_WORK ITEM_.
Look through the lines below and copy each one that includes "Serialize".

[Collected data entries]
- - - - -
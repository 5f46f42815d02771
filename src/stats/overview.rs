//! Data overview: size, preview rows, describe table and column types.

use crate::data::{DataLoader, DataProcessor, Dataset};
use crate::stats::{AggregateError, DescriptiveStats, StatsCalculator};
use rayon::prelude::*;
use serde::Serialize;

#[derive(Debug, Clone, Serialize)]
pub struct ColumnDescription {
    pub column: String,
    pub stats: DescriptiveStats,
}

#[derive(Debug, Clone, PartialEq, Serialize)]
pub struct ColumnType {
    pub column: String,
    pub dtype: String,
}

#[derive(Debug, Clone, Serialize)]
pub struct DataOverview {
    /// Row count of the file as loaded, before cleaning.
    pub raw_rows: usize,
    pub feature_count: usize,
    pub preview_columns: Vec<String>,
    pub preview_rows: Vec<Vec<String>>,
    pub describe: Vec<ColumnDescription>,
    pub dtypes: Vec<ColumnType>,
}

pub struct OverviewBuilder;

impl OverviewBuilder {
    pub fn build(dataset: &Dataset, preview_rows: usize) -> Result<DataOverview, AggregateError> {
        let df = &dataset.cleaned;
        let head = df.head(Some(preview_rows));
        let preview_columns = DataLoader::get_columns(&head);

        let cells: Vec<Vec<String>> = preview_columns
            .iter()
            .map(|name| {
                DataProcessor::string_values(&head, name).map(|values| {
                    values
                        .into_iter()
                        .map(|v| v.unwrap_or_else(|| "null".to_string()))
                        .collect()
                })
            })
            .collect::<Result<_, _>>()?;

        let preview_rows = (0..head.height())
            .map(|row| cells.iter().map(|column| column[row].clone()).collect())
            .collect();

        let describe = DataLoader::get_numeric_columns(df)
            .par_iter()
            .map(|name| -> Result<ColumnDescription, AggregateError> {
                let values: Vec<f64> = DataProcessor::numeric_values(df, name)?
                    .into_iter()
                    .flatten()
                    .collect();
                Ok(ColumnDescription {
                    column: name.clone(),
                    stats: StatsCalculator::compute_descriptive_stats(&values),
                })
            })
            .collect::<Result<Vec<_>, AggregateError>>()?;

        let dtypes = df
            .get_columns()
            .iter()
            .map(|col| ColumnType {
                column: col.name().to_string(),
                dtype: col.dtype().to_string(),
            })
            .collect();

        Ok(DataOverview {
            raw_rows: dataset.raw.height(),
            feature_count: df.width(),
            preview_columns,
            preview_rows,
            describe,
            dtypes,
        })
    }
}

#[cfg(test)]
mod tests {
    use super::*;
    use polars::prelude::*;

    #[test]
    fn overview_summarises_cleaned_table() {
        let raw = df!(
            "country" => &[Some("PRT"), None, Some("ESP")],
            "is_canceled" => &[1i64, 0, 1],
            "lead_time" => &[Some(10i64), None, Some(30)],
        )
        .unwrap();
        let dataset = Dataset::from_raw("bookings.csv", raw).unwrap();
        let overview = OverviewBuilder::build(&dataset, 2).unwrap();

        assert_eq!(overview.raw_rows, 3);
        assert_eq!(overview.feature_count, 3);
        assert_eq!(overview.preview_rows.len(), 2);
        assert_eq!(overview.preview_rows[1], vec!["Unknown", "0", "null"]);

        let lead = overview
            .describe
            .iter()
            .find(|d| d.column == "lead_time")
            .unwrap();
        assert_eq!(lead.stats.count, 2);
        assert_eq!(lead.stats.mean, 20.0);
        assert_eq!(overview.describe.len(), 2);

        assert_eq!(overview.dtypes[0].column, "country");
        assert_eq!(overview.dtypes[0].dtype, DataType::String.to_string());
    }
}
- - - - -
_SOLUTION TO THIS PROBLEM_.
use serde::Serialize;
#[derive(Debug, Clone, Serialize)]
#[derive(Debug, Clone, PartialEq, Serialize)]
#[derive(Debug, Clone, Serialize)]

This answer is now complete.